Probably time for a real post. I’ve just been pretty… I guess a good word for it is… despondent. And I’m sorry, but this post might be a bit melancholy. But that’s how I’ve been feeling lately and this blog is about, well, the ups and downs of being a military wife. This is a down. But there are definitely ups.

I did write the post about being thankful my husband is deployed. And that is still true. But it doesn’t make it easy. And if our time apart was only normal, I’d be fine. It’s just that this last month of the 20 months from HELL is killing me. Seriously… living together for just six weeks in a 20 month period is no fun (and that wasn’t even six weeks all at once!). Now, we’ve had about eight weeks total together in that time frame, but that was two weeks of vacation and we were sleeping in a room of someone’s house. That wasn’t living together.

Our second anniversary is coming up in just a few months. And I was excited that we were going to be able to spend it together. Until I got an email from Huzzy yesterday (woo-hoo for the first email since before Thanksgiving!) and he told me that on his short time between this deployment and the next one in the spring, he’s going to be sent to a school for a month in San Diego or Hawaii.

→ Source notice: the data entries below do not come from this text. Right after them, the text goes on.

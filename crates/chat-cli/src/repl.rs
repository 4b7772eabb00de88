use std::future::Future;
use std::pin::Pin;
use std::sync::Arc;

use colored::Colorize;
use tokio::io::{AsyncBufReadExt, BufReader};

use answer_client::{AnsweringService, QueryError, QueryResponse};
use chat_core::MessageId;
use chat_render::ChatView;
use chat_session::{ChatSession, PendingRequest, SubmitRejection};

use crate::printer::TranscriptPrinter;

type QueryCall = Pin<Box<dyn Future<Output = Result<QueryResponse, QueryError>> + Send>>;

/// Interactive chat loop.
///
/// Stdin, the outstanding query and the typing animation are multiplexed on
/// one task, so the session is only ever touched from here.
pub async fn run_interactive_chat(
    client: Arc<dyn AnsweringService>,
    mut view: ChatView,
) -> anyhow::Result<()> {
    let mut session = ChatSession::new();
    let mut printer = TranscriptPrinter::default();
    let mut lines = BufReader::new(tokio::io::stdin()).lines();
    let mut in_flight: Option<(PendingRequest, QueryCall)> = None;
    // Settled message waiting for the running reveal to finish.
    let mut held: Option<MessageId> = None;

    println!("{}", "⚖️  LegalMind".cyan().bold());
    println!("{}", "Ask about contracts, liability, or legal terms.".dimmed());
    println!("{}", "Type '/new' for a new chat, 'exit' or 'quit' to leave".dimmed());
    println!();
    printer.prompt();

    loop {
        tokio::select! {
            line = lines.next_line() => {
                let Some(line) = line? else {
                    break;
                };
                let input = line.trim();

                if input.eq_ignore_ascii_case("exit") || input.eq_ignore_ascii_case("quit") {
                    println!("{}", "👋 Goodbye!".cyan());
                    break;
                }

                if input == "/new" {
                    session.clear();
                    view.teardown();
                    printer.reset();
                    held = None;
                    println!("{}", "✨ New chat".cyan());
                    printer.prompt();
                    continue;
                }

                match session.submit(input) {
                    Ok(pending) => {
                        sync_view(&mut view, &session, &mut printer);
                        // A reveal still running keeps the line; the notice follows it.
                        if !view.is_typing() {
                            printer.print_thinking();
                        }
                        let request = pending.request();
                        let client = Arc::clone(&client);
                        let call: QueryCall = Box::pin(async move { client.query(&request).await });
                        in_flight = Some((pending, call));
                    }
                    Err(SubmitRejection::EmptyQuestion) => printer.prompt(),
                    Err(SubmitRejection::AlreadySubmitting) => {
                        println!("{}", "⏳ Still searching, please wait".yellow());
                    }
                    Err(e) => return Err(e.into()),
                }
            }

            outcome = async {
                match in_flight.as_mut() {
                    Some((_, call)) => call.await,
                    None => std::future::pending().await,
                }
            }, if in_flight.is_some() => {
                if let Some((pending, _)) = in_flight.take() {
                    let placeholder = pending.placeholder();
                    if session.settle(pending, outcome) {
                        sync_view(&mut view, &session, &mut printer);
                        if view.is_typing() && view.typing_message() != Some(placeholder) {
                            held = Some(placeholder);
                        } else if let Some(message) = session.message(placeholder) {
                            printer.print_answer(&view, message);
                        }
                    }
                    if !view.is_typing() {
                        printer.prompt();
                    }
                }
            }

            Some(update) = view.next_update(), if view.is_typing() => {
                printer.print_update(&update, session.message(update.id));
                if !view.is_typing() {
                    if let Some(message) = held.take().and_then(|id| session.message(id)) {
                        printer.print_answer(&view, message);
                    }
                    if session.is_submitting() {
                        printer.print_thinking();
                    } else {
                        printer.prompt();
                    }
                }
            }
        }
    }

    Ok(())
}

/// Reconcile the view with the session, finishing any reveal it cut short.
fn sync_view(view: &mut ChatView, session: &ChatSession, printer: &mut TranscriptPrinter) {
    let previous = view.typing_message();
    let current = view.sync(session.messages());
    if let Some(previous) = previous.filter(|id| current != Some(*id)) {
        printer.finish_interrupted(session.message(previous));
    }
}
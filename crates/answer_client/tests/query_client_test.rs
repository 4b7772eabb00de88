//! Integration tests for AnswerClient against a mock answering service

use answer_client::{AnswerClient, AnsweringService, QueryError, QueryRequest};
use chat_core::Config;
use wiremock::matchers::{body_json, method, path};
use wiremock::{Mock, MockServer, ResponseTemplate};

fn client_for(server: &MockServer) -> AnswerClient {
    let config = Config {
        api_base: server.uri(),
        ..Config::default()
    };
    AnswerClient::new(&config).expect("client")
}

#[tokio::test]
async fn test_query_posts_question_with_null_doc_type() {
    let mock_server = MockServer::start().await;

    Mock::given(method("POST"))
        .and(path("/query"))
        .and(body_json(serde_json::json!({
            "question": "Who is liable?",
            "doc_type": null
        })))
        .respond_with(ResponseTemplate::new(200).set_body_json(serde_json::json!({
            "answer": "The tenant.",
            "sources": ["lease.pdf", "statute.pdf"],
            "cache_hit": true
        })))
        .expect(1)
        .mount(&mock_server)
        .await;

    let client = client_for(&mock_server);
    let response = client
        .query(&QueryRequest::new("Who is liable?"))
        .await
        .expect("query should succeed");

    assert_eq!(response.answer, "The tenant.");
    assert_eq!(response.sources, vec!["lease.pdf", "statute.pdf"]);
    assert!(response.cache_hit);
}

#[tokio::test]
async fn test_query_without_cache_hit_field() {
    let mock_server = MockServer::start().await;

    Mock::given(method("POST"))
        .and(path("/query"))
        .respond_with(ResponseTemplate::new(200).set_body_json(serde_json::json!({
            "answer": "A",
            "sources": []
        })))
        .mount(&mock_server)
        .await;

    let response = client_for(&mock_server)
        .query(&QueryRequest::new("q"))
        .await
        .expect("query should succeed");

    assert_eq!(response.answer, "A");
    assert!(response.sources.is_empty());
    assert!(!response.cache_hit);
}

#[tokio::test]
async fn test_error_body_becomes_detail() {
    let mock_server = MockServer::start().await;

    Mock::given(method("POST"))
        .and(path("/query"))
        .respond_with(ResponseTemplate::new(404).set_body_string("Not found"))
        .expect(1)
        .mount(&mock_server)
        .await;

    let err = client_for(&mock_server)
        .query(&QueryRequest::new("q"))
        .await
        .unwrap_err();

    assert!(matches!(err, QueryError::Server { status: 404, .. }));
    assert_eq!(err.detail().as_deref(), Some("Not found"));
}

#[tokio::test]
async fn test_empty_error_body_has_no_detail() {
    let mock_server = MockServer::start().await;

    Mock::given(method("POST"))
        .and(path("/query"))
        .respond_with(ResponseTemplate::new(500))
        .mount(&mock_server)
        .await;

    let err = client_for(&mock_server)
        .query(&QueryRequest::new("q"))
        .await
        .unwrap_err();

    assert_eq!(err.status(), Some(500));
    assert_eq!(err.detail(), None);
}

#[tokio::test]
async fn test_malformed_success_body_is_decode_error() {
    let mock_server = MockServer::start().await;

    Mock::given(method("POST"))
        .and(path("/query"))
        .respond_with(ResponseTemplate::new(200).set_body_string("<html>oops</html>"))
        .mount(&mock_server)
        .await;

    let err = client_for(&mock_server)
        .query(&QueryRequest::new("q"))
        .await
        .unwrap_err();

    assert!(matches!(err, QueryError::Decode(_)));
    assert!(err.detail().is_some());
}

#[tokio::test]
async fn test_health_check() {
    let mock_server = MockServer::start().await;

    Mock::given(method("GET"))
        .and(path("/health"))
        .respond_with(ResponseTemplate::new(200).set_body_json(serde_json::json!({
            "status": "ok"
        })))
        .expect(1)
        .mount(&mock_server)
        .await;

    let health = client_for(&mock_server).health().await.expect("health");
    assert!(health.is_ok());
}

#[tokio::test]
async fn test_health_reports_unavailable_service() {
    let mock_server = MockServer::start().await;

    Mock::given(method("GET"))
        .and(path("/health"))
        .respond_with(ResponseTemplate::new(503).set_body_string("index loading"))
        .expect(1)
        .mount(&mock_server)
        .await;

    let err = client_for(&mock_server).health().await.unwrap_err();
    assert!(matches!(err, QueryError::Server { status: 503, .. }));
    assert_eq!(err.detail().as_deref(), Some("index loading"));
}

I have no idea when that would be as he didn’t tell me. But I can guess what when that would be (warning: pessimism coming out)… my guess is it will be end of February to the end of March. You know, just in time for us to move into the house we are going to buy and our March 21 anniversary. That would be the worst time for us since I’d have to move us entirely by myself and we’d not have our anniversary together.  So that’s my guess.

Sure, let’s just throw in separation during our anniversary. In 2010, so far we’ve missed New Year’s, my birthday, 4th of July and the entire holiday season coming up. That’s, of course, not counting  the exact same holidays that were missed in 2009 (except New Year’s 2009, we were together for that). We know we won’t be together for my birthday and it’s scheduled for us to be apart for the exact same holidays next year. So why not? Let’s take away the only other celebration we have during 2011.  That would be three years in a row of NO celebrations except for our 1st anniversary in March 2010, which I’m eternally grateful to have had together.

Three years. ONE celebration. NO holidays. Not even Easter.

I’m about done with this and ready to have him home. I was looking forward to having him for a few months but now with the school, that’ll be a few months minus one. Not to mention that their homecoming has been moved to the right TWICE in the last week.

I am lucky that I have an awesome friend here in Washington. I am actually starting to consider her my best friend. She relies on me a lot to help out (her husband is on our previous boat and they are currently gone too) because she has a 2 year old and a 2 1/2 month old. I love spending time with them. Just today, she called and asked me to help her take them to get photographs taken. I have no idea how she would have done it without the extra set of hands.

But it’s not all about me helping her. She calls me to make sure I’m okay and has invited me to Christmas with her. We also just talk. Talk like girls sometimes need to talk. I’d be so lost without her right now. We mutually lean on each other. If one stepped to the side, I fear we’d both fall down.